Pull out every line with the word "inside" from the entries below.

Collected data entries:
****
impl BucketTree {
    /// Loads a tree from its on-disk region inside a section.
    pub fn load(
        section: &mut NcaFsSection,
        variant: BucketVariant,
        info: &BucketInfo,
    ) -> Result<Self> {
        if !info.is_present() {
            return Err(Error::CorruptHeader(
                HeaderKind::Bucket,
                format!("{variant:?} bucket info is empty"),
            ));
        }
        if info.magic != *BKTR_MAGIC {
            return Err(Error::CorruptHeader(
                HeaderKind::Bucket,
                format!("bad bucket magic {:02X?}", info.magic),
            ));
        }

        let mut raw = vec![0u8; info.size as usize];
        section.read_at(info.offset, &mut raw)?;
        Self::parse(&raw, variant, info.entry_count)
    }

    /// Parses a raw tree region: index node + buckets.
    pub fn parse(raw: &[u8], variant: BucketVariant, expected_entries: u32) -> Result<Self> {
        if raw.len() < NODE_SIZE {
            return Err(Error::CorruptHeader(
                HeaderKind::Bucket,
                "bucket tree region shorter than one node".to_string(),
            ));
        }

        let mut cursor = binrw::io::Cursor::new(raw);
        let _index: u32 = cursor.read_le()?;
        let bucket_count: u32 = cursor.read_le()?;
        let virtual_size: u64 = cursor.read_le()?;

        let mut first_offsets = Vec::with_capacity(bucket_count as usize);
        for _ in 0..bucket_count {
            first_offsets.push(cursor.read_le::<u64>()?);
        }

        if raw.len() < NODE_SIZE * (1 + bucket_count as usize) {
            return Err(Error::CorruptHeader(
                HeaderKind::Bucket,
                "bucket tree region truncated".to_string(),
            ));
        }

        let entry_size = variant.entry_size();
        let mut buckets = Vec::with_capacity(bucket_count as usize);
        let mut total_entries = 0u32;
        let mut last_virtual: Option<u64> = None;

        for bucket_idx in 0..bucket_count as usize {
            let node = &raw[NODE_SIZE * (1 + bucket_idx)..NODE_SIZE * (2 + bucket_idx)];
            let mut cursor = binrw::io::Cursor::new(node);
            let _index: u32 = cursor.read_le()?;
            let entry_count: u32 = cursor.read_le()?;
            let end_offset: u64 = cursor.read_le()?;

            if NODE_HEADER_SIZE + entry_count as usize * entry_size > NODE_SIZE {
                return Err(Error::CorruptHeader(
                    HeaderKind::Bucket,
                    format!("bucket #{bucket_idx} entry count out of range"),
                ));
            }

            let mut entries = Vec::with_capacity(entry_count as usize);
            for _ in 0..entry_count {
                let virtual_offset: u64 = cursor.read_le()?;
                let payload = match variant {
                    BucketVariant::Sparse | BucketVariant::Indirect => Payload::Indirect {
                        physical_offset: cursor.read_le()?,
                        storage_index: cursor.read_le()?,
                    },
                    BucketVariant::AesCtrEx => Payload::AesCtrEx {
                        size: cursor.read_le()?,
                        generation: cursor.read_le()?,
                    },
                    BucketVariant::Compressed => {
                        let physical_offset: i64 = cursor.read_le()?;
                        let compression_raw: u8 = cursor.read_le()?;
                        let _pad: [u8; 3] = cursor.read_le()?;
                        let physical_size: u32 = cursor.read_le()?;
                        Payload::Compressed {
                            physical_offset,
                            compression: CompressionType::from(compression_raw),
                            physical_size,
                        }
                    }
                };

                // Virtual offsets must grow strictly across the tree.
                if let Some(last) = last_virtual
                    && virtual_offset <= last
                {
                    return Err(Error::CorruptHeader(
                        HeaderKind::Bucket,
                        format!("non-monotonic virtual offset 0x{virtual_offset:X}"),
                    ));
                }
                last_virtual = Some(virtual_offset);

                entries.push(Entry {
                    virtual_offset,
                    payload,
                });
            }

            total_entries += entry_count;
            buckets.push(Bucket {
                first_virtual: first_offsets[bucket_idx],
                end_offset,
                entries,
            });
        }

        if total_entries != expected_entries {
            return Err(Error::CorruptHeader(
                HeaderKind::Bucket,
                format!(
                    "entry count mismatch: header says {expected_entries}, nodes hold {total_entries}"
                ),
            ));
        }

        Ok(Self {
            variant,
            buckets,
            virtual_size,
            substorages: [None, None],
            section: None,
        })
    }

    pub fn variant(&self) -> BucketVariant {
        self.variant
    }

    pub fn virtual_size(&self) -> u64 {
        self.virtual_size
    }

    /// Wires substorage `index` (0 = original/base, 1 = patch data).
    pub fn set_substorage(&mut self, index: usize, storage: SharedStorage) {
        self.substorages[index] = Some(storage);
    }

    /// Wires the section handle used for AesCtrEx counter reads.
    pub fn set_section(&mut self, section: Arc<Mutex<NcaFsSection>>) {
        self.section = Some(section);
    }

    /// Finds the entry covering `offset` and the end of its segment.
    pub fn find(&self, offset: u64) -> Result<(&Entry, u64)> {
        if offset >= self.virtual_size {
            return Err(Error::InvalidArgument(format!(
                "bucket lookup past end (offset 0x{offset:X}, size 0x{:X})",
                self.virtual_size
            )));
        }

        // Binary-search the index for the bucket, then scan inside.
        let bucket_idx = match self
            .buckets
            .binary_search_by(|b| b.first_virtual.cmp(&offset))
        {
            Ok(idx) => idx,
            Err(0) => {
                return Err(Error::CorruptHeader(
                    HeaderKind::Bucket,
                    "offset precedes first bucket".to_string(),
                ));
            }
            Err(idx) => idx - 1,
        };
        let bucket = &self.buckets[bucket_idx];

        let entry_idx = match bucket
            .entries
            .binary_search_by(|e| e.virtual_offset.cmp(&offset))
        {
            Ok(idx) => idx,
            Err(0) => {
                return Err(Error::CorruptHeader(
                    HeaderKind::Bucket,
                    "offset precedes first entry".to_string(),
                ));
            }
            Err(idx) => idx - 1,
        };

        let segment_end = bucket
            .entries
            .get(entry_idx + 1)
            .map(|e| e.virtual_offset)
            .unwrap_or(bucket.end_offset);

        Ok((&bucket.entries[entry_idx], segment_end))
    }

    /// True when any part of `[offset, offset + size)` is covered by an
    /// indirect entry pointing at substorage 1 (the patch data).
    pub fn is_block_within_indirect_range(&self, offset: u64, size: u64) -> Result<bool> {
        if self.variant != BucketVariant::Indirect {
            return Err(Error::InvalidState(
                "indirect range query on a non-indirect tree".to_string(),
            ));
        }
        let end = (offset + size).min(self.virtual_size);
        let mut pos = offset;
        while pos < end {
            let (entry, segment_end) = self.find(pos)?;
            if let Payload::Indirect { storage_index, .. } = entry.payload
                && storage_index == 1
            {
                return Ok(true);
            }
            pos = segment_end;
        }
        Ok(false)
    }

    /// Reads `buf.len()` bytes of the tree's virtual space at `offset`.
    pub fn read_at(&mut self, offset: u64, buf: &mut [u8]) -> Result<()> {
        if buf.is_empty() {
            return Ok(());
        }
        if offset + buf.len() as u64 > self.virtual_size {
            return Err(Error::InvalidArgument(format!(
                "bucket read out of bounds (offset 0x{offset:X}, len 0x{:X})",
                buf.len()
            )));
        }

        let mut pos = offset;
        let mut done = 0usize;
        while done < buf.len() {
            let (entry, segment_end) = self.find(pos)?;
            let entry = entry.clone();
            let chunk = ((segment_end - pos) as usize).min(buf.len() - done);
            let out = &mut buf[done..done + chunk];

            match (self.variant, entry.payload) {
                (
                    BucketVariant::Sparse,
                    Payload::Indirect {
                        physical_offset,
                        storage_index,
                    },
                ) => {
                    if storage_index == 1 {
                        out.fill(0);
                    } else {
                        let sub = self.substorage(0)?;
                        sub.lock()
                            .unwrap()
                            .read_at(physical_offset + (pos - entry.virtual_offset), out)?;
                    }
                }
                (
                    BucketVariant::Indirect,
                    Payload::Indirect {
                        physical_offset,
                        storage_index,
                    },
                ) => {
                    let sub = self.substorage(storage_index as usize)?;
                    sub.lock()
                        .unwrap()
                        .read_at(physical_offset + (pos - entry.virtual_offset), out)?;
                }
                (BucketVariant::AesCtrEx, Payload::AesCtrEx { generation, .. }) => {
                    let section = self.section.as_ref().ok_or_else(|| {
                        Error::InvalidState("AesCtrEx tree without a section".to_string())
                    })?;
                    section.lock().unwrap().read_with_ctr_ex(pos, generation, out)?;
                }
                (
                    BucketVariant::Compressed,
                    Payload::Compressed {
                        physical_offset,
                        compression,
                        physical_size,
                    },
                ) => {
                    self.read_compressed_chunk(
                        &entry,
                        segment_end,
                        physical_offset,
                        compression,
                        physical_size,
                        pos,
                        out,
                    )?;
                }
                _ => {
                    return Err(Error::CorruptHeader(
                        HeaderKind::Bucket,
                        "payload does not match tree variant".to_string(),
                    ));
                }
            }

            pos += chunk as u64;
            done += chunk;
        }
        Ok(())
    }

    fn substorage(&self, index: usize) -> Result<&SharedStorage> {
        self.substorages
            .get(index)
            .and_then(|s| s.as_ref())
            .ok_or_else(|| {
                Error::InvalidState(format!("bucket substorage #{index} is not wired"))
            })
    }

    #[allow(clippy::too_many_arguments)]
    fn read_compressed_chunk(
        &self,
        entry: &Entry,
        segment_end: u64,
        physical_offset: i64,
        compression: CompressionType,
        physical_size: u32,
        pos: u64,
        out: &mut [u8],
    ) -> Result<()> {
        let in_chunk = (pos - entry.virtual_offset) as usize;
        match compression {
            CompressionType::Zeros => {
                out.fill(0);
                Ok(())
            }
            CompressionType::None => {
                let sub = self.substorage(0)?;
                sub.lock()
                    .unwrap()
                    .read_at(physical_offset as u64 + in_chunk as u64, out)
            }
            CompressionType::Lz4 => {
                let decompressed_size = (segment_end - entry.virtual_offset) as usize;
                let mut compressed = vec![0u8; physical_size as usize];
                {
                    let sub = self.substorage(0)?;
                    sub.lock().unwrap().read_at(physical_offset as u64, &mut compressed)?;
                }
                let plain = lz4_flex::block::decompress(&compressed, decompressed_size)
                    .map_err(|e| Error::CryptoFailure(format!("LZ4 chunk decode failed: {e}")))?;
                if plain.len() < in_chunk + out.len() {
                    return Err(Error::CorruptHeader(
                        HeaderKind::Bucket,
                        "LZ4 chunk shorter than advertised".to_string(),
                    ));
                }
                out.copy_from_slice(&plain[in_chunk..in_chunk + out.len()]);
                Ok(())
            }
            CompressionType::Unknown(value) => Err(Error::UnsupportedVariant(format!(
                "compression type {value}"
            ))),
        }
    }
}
****
» ANSWER TO THIS EXERCISE:
    /// Loads a tree from its on-disk region inside a section.
        // Binary-search the index for the bucket, then scan inside.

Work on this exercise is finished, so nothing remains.